-- Opening Marker --
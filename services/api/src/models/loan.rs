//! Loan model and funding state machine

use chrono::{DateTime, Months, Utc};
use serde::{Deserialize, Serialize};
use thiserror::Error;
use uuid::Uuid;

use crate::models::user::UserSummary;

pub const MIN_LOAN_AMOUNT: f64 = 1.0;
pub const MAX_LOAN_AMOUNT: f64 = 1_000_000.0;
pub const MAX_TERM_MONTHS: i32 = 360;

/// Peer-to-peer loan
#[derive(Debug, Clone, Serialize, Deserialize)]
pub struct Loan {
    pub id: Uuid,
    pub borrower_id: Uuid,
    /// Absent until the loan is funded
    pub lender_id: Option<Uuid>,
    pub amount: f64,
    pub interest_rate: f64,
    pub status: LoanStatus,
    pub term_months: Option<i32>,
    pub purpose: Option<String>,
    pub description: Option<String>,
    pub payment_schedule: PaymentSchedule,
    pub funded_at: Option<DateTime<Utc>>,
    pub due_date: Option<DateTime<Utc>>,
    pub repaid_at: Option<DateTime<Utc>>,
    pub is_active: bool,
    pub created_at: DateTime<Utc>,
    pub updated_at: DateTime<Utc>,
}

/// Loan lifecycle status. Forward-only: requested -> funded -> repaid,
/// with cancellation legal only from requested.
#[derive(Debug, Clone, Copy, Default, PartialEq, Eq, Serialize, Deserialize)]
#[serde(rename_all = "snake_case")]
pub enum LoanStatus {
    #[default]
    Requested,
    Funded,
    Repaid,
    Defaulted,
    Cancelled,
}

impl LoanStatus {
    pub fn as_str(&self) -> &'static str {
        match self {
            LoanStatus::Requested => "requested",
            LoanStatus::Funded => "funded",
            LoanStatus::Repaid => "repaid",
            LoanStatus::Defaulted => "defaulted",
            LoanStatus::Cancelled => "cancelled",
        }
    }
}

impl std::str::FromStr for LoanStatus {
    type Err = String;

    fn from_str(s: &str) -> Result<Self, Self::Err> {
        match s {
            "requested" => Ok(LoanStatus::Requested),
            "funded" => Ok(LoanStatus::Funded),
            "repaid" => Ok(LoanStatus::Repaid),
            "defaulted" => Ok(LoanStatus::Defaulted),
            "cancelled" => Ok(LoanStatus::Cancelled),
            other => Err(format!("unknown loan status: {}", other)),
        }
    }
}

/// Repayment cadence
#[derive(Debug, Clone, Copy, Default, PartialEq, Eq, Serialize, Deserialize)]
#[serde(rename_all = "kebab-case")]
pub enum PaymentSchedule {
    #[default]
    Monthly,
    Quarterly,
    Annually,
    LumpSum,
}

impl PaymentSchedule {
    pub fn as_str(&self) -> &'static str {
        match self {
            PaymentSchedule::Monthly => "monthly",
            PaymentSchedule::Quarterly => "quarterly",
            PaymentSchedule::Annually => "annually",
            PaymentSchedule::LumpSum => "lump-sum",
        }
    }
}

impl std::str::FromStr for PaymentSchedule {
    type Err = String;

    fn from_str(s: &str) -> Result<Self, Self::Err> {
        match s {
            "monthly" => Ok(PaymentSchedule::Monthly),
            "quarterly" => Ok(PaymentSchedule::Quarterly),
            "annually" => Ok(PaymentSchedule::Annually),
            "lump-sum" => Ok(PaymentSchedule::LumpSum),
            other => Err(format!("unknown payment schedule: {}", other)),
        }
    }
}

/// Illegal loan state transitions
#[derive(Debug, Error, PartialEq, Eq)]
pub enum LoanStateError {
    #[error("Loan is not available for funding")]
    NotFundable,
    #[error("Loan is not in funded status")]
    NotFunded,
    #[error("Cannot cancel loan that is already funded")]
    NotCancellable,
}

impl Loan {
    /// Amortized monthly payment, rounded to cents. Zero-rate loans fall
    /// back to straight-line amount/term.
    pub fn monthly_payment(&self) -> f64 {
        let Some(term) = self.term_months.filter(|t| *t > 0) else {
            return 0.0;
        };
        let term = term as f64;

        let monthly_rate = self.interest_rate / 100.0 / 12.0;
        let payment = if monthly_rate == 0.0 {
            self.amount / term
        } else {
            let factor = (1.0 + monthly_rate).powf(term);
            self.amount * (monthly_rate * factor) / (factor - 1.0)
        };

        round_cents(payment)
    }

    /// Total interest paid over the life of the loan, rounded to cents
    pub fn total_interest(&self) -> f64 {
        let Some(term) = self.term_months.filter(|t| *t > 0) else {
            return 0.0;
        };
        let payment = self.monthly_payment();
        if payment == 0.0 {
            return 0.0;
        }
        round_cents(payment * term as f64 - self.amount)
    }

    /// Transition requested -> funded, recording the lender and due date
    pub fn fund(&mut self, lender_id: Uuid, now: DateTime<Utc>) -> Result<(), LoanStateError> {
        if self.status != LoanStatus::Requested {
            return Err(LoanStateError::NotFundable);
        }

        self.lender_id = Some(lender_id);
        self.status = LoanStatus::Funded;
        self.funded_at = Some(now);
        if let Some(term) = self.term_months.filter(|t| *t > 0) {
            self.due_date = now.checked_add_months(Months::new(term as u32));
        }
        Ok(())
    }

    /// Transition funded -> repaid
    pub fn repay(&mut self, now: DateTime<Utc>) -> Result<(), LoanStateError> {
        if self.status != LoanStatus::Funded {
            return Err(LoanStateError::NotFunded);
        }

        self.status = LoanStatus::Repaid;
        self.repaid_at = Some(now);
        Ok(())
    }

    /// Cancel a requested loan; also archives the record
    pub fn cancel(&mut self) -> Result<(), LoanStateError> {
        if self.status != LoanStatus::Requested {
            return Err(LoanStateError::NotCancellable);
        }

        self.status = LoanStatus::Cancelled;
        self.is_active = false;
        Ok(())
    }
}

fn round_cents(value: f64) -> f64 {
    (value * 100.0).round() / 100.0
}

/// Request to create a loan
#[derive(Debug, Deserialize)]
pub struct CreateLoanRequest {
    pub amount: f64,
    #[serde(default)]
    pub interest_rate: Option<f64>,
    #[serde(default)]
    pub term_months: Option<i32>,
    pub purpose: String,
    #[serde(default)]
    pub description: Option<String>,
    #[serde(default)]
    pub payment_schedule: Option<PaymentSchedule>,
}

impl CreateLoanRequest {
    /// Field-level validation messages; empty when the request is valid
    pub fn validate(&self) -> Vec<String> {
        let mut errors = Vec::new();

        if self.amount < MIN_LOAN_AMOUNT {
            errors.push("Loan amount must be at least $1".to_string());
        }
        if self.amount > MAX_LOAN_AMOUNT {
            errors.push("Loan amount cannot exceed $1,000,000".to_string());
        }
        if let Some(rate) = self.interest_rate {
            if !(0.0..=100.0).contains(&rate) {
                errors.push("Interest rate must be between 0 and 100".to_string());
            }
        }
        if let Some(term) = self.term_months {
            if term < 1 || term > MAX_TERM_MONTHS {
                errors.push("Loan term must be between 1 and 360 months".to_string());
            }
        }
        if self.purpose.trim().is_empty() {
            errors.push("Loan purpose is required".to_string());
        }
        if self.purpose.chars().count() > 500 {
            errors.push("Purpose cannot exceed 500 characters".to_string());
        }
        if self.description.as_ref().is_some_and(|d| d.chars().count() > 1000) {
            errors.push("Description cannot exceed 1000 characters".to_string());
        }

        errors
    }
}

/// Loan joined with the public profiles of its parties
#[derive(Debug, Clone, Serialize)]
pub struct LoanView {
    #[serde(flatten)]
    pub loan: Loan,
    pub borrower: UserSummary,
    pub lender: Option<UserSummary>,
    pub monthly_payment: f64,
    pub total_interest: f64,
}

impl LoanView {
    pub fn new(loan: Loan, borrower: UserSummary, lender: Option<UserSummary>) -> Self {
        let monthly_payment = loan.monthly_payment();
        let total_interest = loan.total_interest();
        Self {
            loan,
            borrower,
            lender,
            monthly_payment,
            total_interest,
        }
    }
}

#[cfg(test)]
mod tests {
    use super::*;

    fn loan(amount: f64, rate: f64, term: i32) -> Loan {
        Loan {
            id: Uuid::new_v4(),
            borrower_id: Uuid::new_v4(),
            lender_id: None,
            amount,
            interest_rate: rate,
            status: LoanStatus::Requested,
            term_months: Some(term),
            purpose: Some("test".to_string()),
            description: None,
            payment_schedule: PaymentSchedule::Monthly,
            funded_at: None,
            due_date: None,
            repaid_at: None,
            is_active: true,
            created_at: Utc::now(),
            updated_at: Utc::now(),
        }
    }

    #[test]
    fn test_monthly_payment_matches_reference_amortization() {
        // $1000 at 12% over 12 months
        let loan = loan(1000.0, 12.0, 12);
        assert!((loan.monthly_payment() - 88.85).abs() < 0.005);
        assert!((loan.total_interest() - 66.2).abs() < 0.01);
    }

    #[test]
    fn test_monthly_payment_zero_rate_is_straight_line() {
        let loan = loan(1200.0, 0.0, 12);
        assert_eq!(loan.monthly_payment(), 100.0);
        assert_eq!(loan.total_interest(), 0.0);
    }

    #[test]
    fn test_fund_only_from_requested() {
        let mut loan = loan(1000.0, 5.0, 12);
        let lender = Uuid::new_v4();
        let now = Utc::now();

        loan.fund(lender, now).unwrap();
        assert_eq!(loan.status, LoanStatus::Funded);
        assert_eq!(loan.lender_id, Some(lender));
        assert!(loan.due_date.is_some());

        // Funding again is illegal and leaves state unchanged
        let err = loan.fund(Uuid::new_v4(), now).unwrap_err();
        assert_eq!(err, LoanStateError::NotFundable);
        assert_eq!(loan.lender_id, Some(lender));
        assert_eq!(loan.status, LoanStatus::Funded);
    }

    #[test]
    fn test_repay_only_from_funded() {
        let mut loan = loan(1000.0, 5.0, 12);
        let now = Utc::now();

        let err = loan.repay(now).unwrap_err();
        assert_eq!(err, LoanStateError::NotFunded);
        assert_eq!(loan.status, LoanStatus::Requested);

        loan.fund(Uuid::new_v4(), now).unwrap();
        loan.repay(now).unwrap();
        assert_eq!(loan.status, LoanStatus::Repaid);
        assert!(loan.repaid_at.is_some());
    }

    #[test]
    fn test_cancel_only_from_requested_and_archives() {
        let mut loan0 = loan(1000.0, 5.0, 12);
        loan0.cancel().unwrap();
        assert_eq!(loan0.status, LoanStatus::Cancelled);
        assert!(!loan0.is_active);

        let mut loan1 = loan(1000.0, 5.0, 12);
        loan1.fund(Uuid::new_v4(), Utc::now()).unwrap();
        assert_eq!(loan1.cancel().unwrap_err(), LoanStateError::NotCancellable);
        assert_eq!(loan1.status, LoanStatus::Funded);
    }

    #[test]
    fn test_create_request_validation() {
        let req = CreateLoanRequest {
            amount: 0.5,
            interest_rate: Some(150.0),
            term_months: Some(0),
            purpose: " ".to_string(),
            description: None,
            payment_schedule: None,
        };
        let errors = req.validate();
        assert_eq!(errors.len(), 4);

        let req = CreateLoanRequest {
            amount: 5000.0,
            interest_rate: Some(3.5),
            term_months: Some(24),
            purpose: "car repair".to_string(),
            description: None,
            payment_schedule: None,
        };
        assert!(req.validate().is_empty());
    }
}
-- Closing Marker --
§ **Work request**
In the material above, which lines contain "count"? Copy each of them.

§ **Result**
        if self.purpose.chars().count() > 500 {
        if self.description.as_ref().is_some_and(|d| d.chars().count() > 1000) {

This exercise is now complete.